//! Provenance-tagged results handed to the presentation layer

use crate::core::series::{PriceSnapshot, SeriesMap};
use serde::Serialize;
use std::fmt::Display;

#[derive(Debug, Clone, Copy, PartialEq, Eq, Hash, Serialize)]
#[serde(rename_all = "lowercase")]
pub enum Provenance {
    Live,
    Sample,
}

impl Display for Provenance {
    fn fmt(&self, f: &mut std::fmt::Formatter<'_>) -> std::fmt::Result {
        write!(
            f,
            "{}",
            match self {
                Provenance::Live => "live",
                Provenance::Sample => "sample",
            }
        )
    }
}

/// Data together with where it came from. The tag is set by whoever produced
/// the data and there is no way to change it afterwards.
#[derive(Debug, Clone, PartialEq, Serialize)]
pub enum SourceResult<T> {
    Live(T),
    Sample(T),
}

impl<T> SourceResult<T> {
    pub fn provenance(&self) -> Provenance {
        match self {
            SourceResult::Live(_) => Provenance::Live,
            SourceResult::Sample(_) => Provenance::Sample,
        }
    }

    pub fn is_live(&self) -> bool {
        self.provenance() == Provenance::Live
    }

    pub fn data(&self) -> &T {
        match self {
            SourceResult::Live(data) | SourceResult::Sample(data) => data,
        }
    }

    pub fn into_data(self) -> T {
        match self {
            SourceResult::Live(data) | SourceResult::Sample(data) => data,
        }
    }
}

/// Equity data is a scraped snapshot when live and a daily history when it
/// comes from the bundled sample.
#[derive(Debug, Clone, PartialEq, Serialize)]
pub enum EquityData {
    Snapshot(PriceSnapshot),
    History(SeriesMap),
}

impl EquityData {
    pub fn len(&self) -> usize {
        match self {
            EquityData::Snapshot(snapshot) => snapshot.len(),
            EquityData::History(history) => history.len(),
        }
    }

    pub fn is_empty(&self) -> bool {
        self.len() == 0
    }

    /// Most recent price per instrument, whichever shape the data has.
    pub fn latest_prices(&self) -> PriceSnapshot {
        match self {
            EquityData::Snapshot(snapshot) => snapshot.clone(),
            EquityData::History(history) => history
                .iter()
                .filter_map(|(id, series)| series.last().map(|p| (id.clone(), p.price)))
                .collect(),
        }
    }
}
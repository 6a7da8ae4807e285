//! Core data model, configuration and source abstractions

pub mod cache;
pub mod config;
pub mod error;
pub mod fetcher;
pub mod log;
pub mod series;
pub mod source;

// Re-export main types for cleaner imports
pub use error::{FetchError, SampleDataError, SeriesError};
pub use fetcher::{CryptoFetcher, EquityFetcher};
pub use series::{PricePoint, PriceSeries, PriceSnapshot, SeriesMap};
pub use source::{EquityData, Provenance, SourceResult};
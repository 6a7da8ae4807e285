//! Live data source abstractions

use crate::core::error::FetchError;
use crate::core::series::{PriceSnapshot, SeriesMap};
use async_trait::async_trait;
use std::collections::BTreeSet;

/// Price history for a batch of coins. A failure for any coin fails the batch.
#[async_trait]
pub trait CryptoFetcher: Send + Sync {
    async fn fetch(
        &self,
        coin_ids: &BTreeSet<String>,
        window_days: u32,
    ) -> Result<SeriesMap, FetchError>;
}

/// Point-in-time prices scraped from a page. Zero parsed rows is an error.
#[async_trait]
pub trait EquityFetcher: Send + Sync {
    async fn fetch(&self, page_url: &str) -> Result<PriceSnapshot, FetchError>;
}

▸ **YOUR TASK**: Line by line, retype the data exactly as written.

▸ **ANSWER SECTION**:
//! Provenance-tagged results handed to the presentation layer

use crate::core::series::{PriceSnapshot, SeriesMap};
use serde::Serialize;
use std::fmt::Display;

#[derive(Debug, Clone, Copy, PartialEq, Eq, Hash, Serialize)]
#[serde(rename_all = "lowercase")]
pub enum Provenance {
    Live,
    Sample,
}

impl Display for Provenance {
    fn fmt(&self, f: &mut std::fmt::Formatter<'_>) -> std::fmt::Result {
        write!(
            f,
            "{}",
            match self {
                Provenance::Live => "live",
                Provenance::Sample => "sample",
            }
        )
    }
}

/// Data together with where it came from. The tag is set by whoever produced
/// the data and there is no way to change it afterwards.
#[derive(Debug, Clone, PartialEq, Serialize)]
pub enum SourceResult<T> {
    Live(T),
    Sample(T),
}

impl<T> SourceResult<T> {
    pub fn provenance(&self) -> Provenance {
        match self {
            SourceResult::Live(_) => Provenance::Live,
            SourceResult::Sample(_) => Provenance::Sample,
        }
    }

    pub fn is_live(&self) -> bool {
        self.provenance() == Provenance::Live
    }

    pub fn data(&self) -> &T {
        match self {
            SourceResult::Live(data) | SourceResult::Sample(data) => data,
        }
    }

    pub fn into_data(self) -> T {
        match self {
            SourceResult::Live(data) | SourceResult::Sample(data) => data,
        }
    }
}

/// Equity data is a scraped snapshot when live and a daily history when it
/// comes from the bundled sample.
#[derive(Debug, Clone, PartialEq, Serialize)]
pub enum EquityData {
    Snapshot(PriceSnapshot),
    History(SeriesMap),
}

impl EquityData {
    pub fn len(&self) -> usize {
        match self {
            EquityData::Snapshot(snapshot) => snapshot.len(),
            EquityData::History(history) => history.len(),
        }
    }

    pub fn is_empty(&self) -> bool {
        self.len() == 0
    }

    /// Most recent price per instrument, whichever shape the data has.
    pub fn latest_prices(&self) -> PriceSnapshot {
        match self {
            EquityData::Snapshot(snapshot) => snapshot.clone(),
            EquityData::History(history) => history
                .iter()
                .filter_map(|(id, series)| series.last().map(|p| (id.clone(), p.price)))
                .collect(),
        }
    }
}
repository 6a7da8ae4807e285
//! Core data model, configuration and source abstractions

pub mod cache;
pub mod config;
pub mod error;
pub mod fetcher;
pub mod log;
pub mod series;
pub mod source;

// Re-export main types for cleaner imports
pub use error::{FetchError, SampleDataError, SeriesError};
pub use fetcher::{CryptoFetcher, EquityFetcher};
pub use series::{PricePoint, PriceSeries, PriceSnapshot, SeriesMap};
pub use source::{EquityData, Provenance, SourceResult};
repository 6a7da8ae4807e285
//! Live data source abstractions

use crate::core::error::FetchError;
use crate::core::series::{PriceSnapshot, SeriesMap};
use async_trait::async_trait;
use std::collections::BTreeSet;

/// Price history for a batch of coins. A failure for any coin fails the batch.
#[async_trait]
pub trait CryptoFetcher: Send + Sync {
    async fn fetch(
        &self,
        coin_ids: &BTreeSet<String>,
        window_days: u32,
    ) -> Result<SeriesMap, FetchError>;
}

/// Point-in-time prices scraped from a page. Zero parsed rows is an error.
#[async_trait]
pub trait EquityFetcher: Send + Sync {
    async fn fetch(&self, page_url: &str) -> Result<PriceSnapshot, FetchError>;
}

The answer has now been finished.